2. Do you find a relationship between words and writing and the human body? Or between your writing and your body?
Yes, writing has everything to do with the body for me. When I write I try to bring myself back to sense memories again and again. And when I was younger, eros was a huge driver behind much of what I wrote. Now that I’m older (ahem!) that energy is more diffused and a bit gentler, but still present in the way that I relate to plants, animals, sky, wind, weather, other people, the world—what else do we have but our bodies?
3. Is there anything you dislike about being a poet?

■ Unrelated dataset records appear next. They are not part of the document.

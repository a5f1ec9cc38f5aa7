//! Applying a single placement to a board

use super::{
    action::Action,
    board::{BOARD_SIZE, Board, Cell},
    values::VALUE_RANGE,
};

/// Place `action.value` at `action.position`, mutating `board` in place.
///
/// Player pools are not checked here; that belongs to the caller (see
/// [`crate::Environment::step`]). The board invariants are still guarded, and
/// on error the board is left untouched.
///
/// # Examples
///
/// ```
/// use fifteen::tictactoe::{Action, Board, state_transition};
///
/// let mut board = Board::from_string("1234.....").unwrap();
/// state_transition(&mut board, Action::new(7, 9)).unwrap();
/// assert_eq!(board.encode(), "1234...9.");
/// ```
///
/// # Errors
///
/// - [`crate::Error::InvalidPosition`] if the position is outside 0-8
/// - [`crate::Error::InvalidMove`] if the cell is occupied
/// - [`crate::Error::InvalidValue`] if the value is outside 1-9
/// - [`crate::Error::DuplicateValue`] if the value is already on the board
pub fn state_transition(board: &mut Board, action: Action) -> Result<&mut Board, crate::Error> {
    let Action { position, value } = action;

    if position >= BOARD_SIZE {
        return Err(crate::Error::InvalidPosition { position });
    }
    if !board.is_empty(position) {
        return Err(crate::Error::InvalidMove { position });
    }
    if !VALUE_RANGE.contains(&value) {
        return Err(crate::Error::InvalidValue { value });
    }
    if board.contains_value(value) {
        return Err(crate::Error::DuplicateValue { value });
    }

    board.cells[position] = Cell::Filled(value);
    Ok(board)
}
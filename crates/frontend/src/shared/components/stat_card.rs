use crate::shared::format::{format_thousands, format_vnd};
use crate::shared::icons::icon;
use leptos::prelude::*;

#[derive(Debug, Clone, Copy, PartialEq, Eq)]
pub enum ValueFormat {
    Integer,
    Money,
}

#[derive(Debug, Clone, Copy, PartialEq, Eq, Default)]
pub enum CardTone {
    #[default]
    Neutral,
    Good,
    Warning,
    Bad,
}

fn format_value(val: f64, fmt: ValueFormat) -> String {
    match fmt {
        ValueFormat::Integer => format_thousands(val as i64),
        ValueFormat::Money => format_vnd(val),
    }
}

#[component]
pub fn StatCard(
    /// Label displayed above the value
    #[prop(into)]
    label: String,
    /// Icon name from the icon() helper
    icon_name: &'static str,
    #[prop(into)]
    value: Signal<f64>,
    format: ValueFormat,
    #[prop(optional, into)]
    tone: Signal<CardTone>,
    /// Optional subtitle below the value
    #[prop(optional, into)]
    subtitle: MaybeProp<String>,
) -> impl IntoView {
    let tone_class = move || match tone.get() {
        CardTone::Good => "stat-card stat-card--success",
        CardTone::Bad => "stat-card stat-card--error",
        CardTone::Warning => "stat-card stat-card--warning",
        CardTone::Neutral => "stat-card",
    };

    view! {
        <div class=tone_class>
            <div class="stat-card__icon">
                {icon(icon_name)}
            </div>
            <div class="stat-card__content">
                <div class="stat-card__label">{label}</div>
                <div class="stat-card__value">{move || format_value(value.get(), format)}</div>
                {move || subtitle.get().map(|s| view! {
                    <div class="stat-card__subtitle">{s}</div>
                })}
            </div>
        </div>
    }
}
/// Partial update of a record.
///
/// Every present field overrides the target's value; absent fields keep the
/// old value. Applying never mutates the target.
pub trait Patch {
    type Target;

    fn apply(&self, target: &Self::Target) -> Self::Target;

    /// True when no field is present
    fn is_empty(&self) -> bool;
}

/// Take the patched value when present, the current one otherwise.
pub fn merge<T: Clone>(patched: &Option<T>, current: &T) -> T {
    patched.as_ref().unwrap_or(current).clone()
}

The economics of it are dismal. If I had spent the same amount of time and energy writing non-fiction articles, I would have made so much more money. Also, if I did a job that non-poetry people understood, a regular job, I think that might make me feel like less of a freak, socially. It’s hard for non-poets to understand the amount of time and money (contest fees, workshops, etc) that goes into this activity. I generally say “I teach creative writing” when people ask me what I do, rather than “I’m a poet.” But this is what I was called to do, so even if it makes little sense in a capitalist economy, I still do it.

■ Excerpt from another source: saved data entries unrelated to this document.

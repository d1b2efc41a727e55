//! Display formatting for numbers, money and dates.

use chrono::NaiveDate;

/// Integer part grouped by thousands with a non-breaking space
pub fn format_thousands(n: i64) -> String {
    let s = n.abs().to_string();
    let mut result = String::new();
    for (i, ch) in s.chars().rev().enumerate() {
        if i > 0 && i % 3 == 0 {
            result.push('\u{00a0}');
        }
        result.push(ch);
    }
    if n < 0 {
        result.push('-');
    }
    result.chars().rev().collect()
}

/// Quantity without a trailing `.0` for whole numbers
pub fn format_quantity(value: f64) -> String {
    if value.fract() == 0.0 {
        format_thousands(value as i64)
    } else {
        format!("{}", (value * 100.0).round() / 100.0).replace('.', ",")
    }
}

/// Vietnamese dong, e.g. `1 500 ₫`
pub fn format_vnd(value: f64) -> String {
    format!("{} ₫", format_thousands(value.round() as i64))
}

/// `dd/mm/yyyy`
pub fn format_date(date: NaiveDate) -> String {
    date.format("%d/%m/%Y").to_string()
}

/// Value of an `<input type="date">`, empty when unset
pub fn input_date(date: Option<NaiveDate>) -> String {
    date.map(|d| d.format("%Y-%m-%d").to_string()).unwrap_or_default()
}

pub fn parse_input_date(value: &str) -> Option<NaiveDate> {
    NaiveDate::parse_from_str(value.trim(), "%Y-%m-%d").ok()
}

pub fn today() -> NaiveDate {
    chrono::Local::now().date_naive()
}

#[cfg(test)]
mod tests {
    use super::*;

    #[test]
    fn test_format_thousands() {
        assert_eq!(format_thousands(0), "0");
        assert_eq!(format_thousands(15000), "15\u{00a0}000");
        assert_eq!(format_thousands(-1234567), "-1\u{00a0}234\u{00a0}567");
    }

    #[test]
    fn test_money_quantity_date() {
        assert_eq!(format_vnd(95000.4), "95\u{00a0}000 ₫");
        assert_eq!(format_quantity(45.0), "45");
        assert_eq!(format_quantity(2.5), "2,5");
        let d = NaiveDate::from_ymd_opt(2025, 1, 5).unwrap();
        assert_eq!(format_date(d), "05/01/2025");
    }

    #[test]
    fn test_input_date() {
        let d = NaiveDate::from_ymd_opt(2026, 3, 1).unwrap();
        assert_eq!(input_date(Some(d)), "2026-03-01");
        assert_eq!(input_date(None), "");
        assert_eq!(parse_input_date("2026-03-01"), Some(d));
        assert_eq!(parse_input_date(""), None);
    }
}
use crate::layout::global_context::use_app_context;
use leptos::prelude::*;

#[component]
pub fn Left(children: Children) -> impl IntoView {
    let ctx = use_app_context();
    let is_open = move || ctx.left_open.get();

    view! {
        <aside data-zone="left" class="left" class:left--collapsed=move || !is_open()>
            {children()}
        </aside>
    }
}
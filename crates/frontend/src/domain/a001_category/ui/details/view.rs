use super::view_model::CategoryDetailsViewModel;
use crate::shared::components::ui::{Button, Input, Select, Textarea};
use crate::shared::crud::CrudModal;
use crate::shared::modal::Modal;
use crate::shared::notifications::use_notifications;
use contracts::domain::a001_category::CategoryStatus;
use leptos::prelude::*;

#[component]
pub fn CategoryDetails(vm: CategoryDetailsViewModel) -> impl IntoView {
    let notifications = use_notifications();
    let store = vm.store;
    let form = vm.form;

    let open = Signal::derive(move || {
        store.is_open(CrudModal::Create) || store.is_open(CrudModal::Update)
    });
    Effect::new(move |_| {
        if open.get() {
            vm.load(untrack(move || store.selected()));
        }
    });

    let title = Signal::derive(move || {
        if vm.is_edit_mode() {
            "Update Category".to_string()
        } else {
            "Create Category".to_string()
        }
    });

    let (name, set_name) = form.bind("name", |d| d.name.clone(), |d, v| d.name = v);
    let (code, set_code) = form.bind("code", |d| d.code.clone(), |d, v| d.code = v);
    let (description, set_description) = form.bind(
        "description",
        |d| d.description.clone(),
        |d, v| d.description = v,
    );
    let (status, set_status) = form.bind(
        "status",
        |d| d.status.as_str().to_string(),
        |d, v: String| d.status = CategoryStatus::from_str(&v),
    );
    let status_options = Signal::derive(|| {
        CategoryStatus::all()
            .iter()
            .map(|s| (s.as_str().to_string(), s.label().to_string()))
            .collect::<Vec<_>>()
    });

    let on_submit = Callback::new(move |_| {
        let editing = vm.is_edit_mode();
        if let Some(saved) = vm.save_command() {
            let verb = if editing { "updated" } else { "created" };
            notifications.success(format!("Category \"{}\" {}", saved.name, verb));
        }
    });
    let on_cancel = store.on_cancel();

    let footer = move || {
        view! {
            <Button variant="secondary" on_click=Callback::new(move |_| on_cancel.run(()))>
                "Cancel"
            </Button>
            <Button variant="primary" on_click=on_submit>
                "Submit"
            </Button>
        }
    };

    view! {
        <Modal open=open title=title on_close=on_cancel footer=footer>
            <div class="details-form">
                <Input
                    label="Name"
                    id="category-name"
                    value=name
                    on_input=set_name
                    placeholder="Enter category name"
                    required=true
                    error=form.error("name")
                />
                <Input
                    label="Code"
                    id="category-code"
                    value=code
                    on_input=set_code
                    placeholder="e.g. VLXD"
                    error=form.error("code")
                />
                <Select
                    label="Status"
                    id="category-status"
                    value=status
                    on_change=set_status
                    options=status_options
                />
                <Textarea
                    label="Description"
                    id="category-description"
                    value=description
                    on_input=set_description
                    placeholder="Enter category description"
                    rows=4
                    error=form.error("description")
                />
            </div>
        </Modal>
    }
}
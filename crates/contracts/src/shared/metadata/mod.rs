//! Field validation used by record drafts and settings forms.

mod validation;

pub use validation::{FieldPattern, FormErrors, ValidationRules};
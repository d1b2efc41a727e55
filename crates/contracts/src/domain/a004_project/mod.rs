pub mod aggregate;
pub mod resources;
pub mod seed;

pub use aggregate::{Project, ProjectDto, ProjectPatch, ProjectStatus, Schedule};
pub use resources::{
    Material, MaterialDto, MaterialPatch, MaterialStatus, ProjectItem, ProjectItemDto,
    ProjectItemPatch, Staff, StaffDto, StaffPatch, StaffStatus,
};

4. I’m been thinking about creative “failure.” Can you share some of your thoughts and experiences in this realm?
Every creative “success” I’ve ever had was built upon a mountain of failure. Every book published contains the ghosts of dozens of poems I worked hard on, but which never quite came together. Every book I wrote that ever won a contest was a manuscript I had entered dozens of times before and not won.
There is no protection from failure in this work. Even if you’ve written hundreds of good poems, you’re still capable of writing one that doesn’t work—in fact you will write ones that don’t work. Some of those “failures” can be salvaged in revision—time helps you see what’s missing, where you went off the rails, and correct it. And some of them are just compost.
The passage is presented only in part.